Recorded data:
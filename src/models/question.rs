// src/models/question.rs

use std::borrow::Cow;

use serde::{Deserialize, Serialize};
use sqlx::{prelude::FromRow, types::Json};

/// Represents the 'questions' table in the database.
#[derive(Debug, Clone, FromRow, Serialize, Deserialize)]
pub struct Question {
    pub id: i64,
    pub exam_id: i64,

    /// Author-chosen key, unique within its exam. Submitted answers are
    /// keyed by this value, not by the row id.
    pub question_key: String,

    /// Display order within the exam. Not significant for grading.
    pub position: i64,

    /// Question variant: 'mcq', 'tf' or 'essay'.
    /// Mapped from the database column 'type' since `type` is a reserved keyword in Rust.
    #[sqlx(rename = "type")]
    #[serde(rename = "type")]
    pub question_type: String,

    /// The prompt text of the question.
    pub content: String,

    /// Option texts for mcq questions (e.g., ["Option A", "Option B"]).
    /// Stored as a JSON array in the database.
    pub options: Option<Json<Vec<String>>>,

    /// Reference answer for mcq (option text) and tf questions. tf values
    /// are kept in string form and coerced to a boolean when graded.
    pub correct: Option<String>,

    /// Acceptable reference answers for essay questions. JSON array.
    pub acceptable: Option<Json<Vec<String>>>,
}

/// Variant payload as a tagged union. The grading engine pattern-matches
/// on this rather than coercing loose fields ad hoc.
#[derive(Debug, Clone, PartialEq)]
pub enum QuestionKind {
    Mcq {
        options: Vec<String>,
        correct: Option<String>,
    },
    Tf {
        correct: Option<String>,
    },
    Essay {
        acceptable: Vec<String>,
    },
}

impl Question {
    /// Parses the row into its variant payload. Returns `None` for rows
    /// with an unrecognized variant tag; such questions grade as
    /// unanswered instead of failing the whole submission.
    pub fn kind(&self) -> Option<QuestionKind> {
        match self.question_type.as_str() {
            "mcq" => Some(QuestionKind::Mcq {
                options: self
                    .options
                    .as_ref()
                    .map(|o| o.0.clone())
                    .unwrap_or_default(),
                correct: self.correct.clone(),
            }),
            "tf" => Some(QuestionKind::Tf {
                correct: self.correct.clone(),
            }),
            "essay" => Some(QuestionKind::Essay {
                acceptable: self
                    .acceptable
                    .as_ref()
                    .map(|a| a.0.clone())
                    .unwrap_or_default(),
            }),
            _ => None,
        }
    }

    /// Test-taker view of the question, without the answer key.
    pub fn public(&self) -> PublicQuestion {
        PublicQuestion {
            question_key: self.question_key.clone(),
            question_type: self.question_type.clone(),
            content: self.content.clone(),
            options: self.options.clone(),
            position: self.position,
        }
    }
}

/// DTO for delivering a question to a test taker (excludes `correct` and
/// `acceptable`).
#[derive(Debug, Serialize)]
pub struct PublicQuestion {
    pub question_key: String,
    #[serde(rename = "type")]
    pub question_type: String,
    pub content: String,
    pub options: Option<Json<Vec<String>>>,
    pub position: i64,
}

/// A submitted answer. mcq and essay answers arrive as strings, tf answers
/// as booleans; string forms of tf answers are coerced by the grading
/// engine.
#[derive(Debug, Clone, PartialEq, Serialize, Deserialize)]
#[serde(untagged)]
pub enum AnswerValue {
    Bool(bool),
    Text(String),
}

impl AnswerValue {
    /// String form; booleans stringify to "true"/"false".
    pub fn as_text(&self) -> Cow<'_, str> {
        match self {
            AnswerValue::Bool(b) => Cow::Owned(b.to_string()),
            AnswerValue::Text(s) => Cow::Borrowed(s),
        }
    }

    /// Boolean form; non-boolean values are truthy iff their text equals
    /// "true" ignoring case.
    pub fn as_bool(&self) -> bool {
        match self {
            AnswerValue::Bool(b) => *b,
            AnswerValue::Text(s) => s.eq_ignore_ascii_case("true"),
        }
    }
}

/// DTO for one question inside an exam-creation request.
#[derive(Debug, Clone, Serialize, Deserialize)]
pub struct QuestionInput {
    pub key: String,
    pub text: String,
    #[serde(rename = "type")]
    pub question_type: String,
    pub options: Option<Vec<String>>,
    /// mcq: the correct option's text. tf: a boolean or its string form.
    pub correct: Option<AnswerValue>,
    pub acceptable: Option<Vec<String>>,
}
...
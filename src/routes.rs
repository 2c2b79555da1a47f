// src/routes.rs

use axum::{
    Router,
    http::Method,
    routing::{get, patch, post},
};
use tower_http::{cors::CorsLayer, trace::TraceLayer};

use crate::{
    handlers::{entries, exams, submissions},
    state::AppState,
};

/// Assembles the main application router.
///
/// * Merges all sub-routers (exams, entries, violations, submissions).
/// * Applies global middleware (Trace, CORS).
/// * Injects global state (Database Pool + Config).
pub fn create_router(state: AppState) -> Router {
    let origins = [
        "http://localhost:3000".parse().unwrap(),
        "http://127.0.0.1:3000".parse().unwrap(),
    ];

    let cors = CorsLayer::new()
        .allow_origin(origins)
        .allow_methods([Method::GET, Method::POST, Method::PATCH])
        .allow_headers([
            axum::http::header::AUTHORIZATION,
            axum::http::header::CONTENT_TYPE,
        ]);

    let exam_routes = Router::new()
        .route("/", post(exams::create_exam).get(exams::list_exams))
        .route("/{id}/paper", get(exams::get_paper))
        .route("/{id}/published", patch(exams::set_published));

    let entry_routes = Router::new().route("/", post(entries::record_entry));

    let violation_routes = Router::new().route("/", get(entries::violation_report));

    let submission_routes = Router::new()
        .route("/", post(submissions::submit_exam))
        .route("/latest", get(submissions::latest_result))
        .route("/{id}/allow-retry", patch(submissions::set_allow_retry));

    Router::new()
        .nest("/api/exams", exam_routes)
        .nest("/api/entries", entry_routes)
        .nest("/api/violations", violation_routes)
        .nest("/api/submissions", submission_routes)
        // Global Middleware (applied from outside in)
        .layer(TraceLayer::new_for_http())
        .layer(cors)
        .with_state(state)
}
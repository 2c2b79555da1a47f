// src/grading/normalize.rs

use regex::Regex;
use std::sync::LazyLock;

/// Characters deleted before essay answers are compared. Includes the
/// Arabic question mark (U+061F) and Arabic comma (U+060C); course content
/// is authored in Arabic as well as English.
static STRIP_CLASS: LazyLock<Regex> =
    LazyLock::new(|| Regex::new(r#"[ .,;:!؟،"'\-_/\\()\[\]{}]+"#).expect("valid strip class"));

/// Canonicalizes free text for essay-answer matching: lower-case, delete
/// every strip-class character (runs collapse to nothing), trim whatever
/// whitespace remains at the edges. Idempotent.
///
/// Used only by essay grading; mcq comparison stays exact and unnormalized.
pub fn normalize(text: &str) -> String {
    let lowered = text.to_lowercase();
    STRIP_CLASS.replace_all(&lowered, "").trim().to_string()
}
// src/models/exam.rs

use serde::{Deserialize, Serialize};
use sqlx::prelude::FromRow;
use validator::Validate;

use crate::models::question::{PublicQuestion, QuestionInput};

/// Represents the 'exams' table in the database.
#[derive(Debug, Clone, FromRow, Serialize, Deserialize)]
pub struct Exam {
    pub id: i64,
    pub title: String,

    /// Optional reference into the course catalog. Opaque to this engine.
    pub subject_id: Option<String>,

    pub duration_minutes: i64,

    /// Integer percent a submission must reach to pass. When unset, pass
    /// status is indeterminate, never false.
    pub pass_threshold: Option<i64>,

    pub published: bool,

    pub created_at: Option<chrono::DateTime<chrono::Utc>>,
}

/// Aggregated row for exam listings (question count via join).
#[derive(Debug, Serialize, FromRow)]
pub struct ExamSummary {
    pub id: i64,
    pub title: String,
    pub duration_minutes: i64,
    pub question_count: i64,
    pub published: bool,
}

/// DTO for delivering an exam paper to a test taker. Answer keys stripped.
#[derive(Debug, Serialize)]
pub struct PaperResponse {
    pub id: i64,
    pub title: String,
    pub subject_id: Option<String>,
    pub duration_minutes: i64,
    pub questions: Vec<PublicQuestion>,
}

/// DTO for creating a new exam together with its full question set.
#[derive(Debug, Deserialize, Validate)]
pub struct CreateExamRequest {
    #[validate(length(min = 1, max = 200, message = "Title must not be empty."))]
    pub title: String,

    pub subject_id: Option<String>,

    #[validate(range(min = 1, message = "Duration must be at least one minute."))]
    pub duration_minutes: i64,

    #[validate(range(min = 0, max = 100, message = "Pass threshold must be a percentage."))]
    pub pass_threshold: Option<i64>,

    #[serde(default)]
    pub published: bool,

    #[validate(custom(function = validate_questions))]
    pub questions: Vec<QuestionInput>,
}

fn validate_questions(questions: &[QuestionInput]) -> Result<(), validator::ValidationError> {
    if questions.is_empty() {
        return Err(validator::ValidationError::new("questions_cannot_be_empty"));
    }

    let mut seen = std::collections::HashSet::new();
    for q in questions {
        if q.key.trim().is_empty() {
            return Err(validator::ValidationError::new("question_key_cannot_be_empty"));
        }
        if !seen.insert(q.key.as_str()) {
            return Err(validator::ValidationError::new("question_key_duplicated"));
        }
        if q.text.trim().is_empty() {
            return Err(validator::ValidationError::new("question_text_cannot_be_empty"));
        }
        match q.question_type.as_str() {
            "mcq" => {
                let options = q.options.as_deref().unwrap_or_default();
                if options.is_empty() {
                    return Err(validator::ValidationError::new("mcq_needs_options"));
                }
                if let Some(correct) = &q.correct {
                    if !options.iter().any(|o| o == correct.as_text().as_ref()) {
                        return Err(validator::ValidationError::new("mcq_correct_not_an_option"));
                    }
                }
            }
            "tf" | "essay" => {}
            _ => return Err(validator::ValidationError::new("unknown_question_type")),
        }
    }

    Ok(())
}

EXERCISE INSTRUCTIONS:
Out of the data above, return each line where the word "delivering" can be found.

ANSWER FOR THE TASK:
/// DTO for delivering a question to a test taker (excludes `correct` and
/// DTO for delivering an exam paper to a test taker. Answer keys stripped.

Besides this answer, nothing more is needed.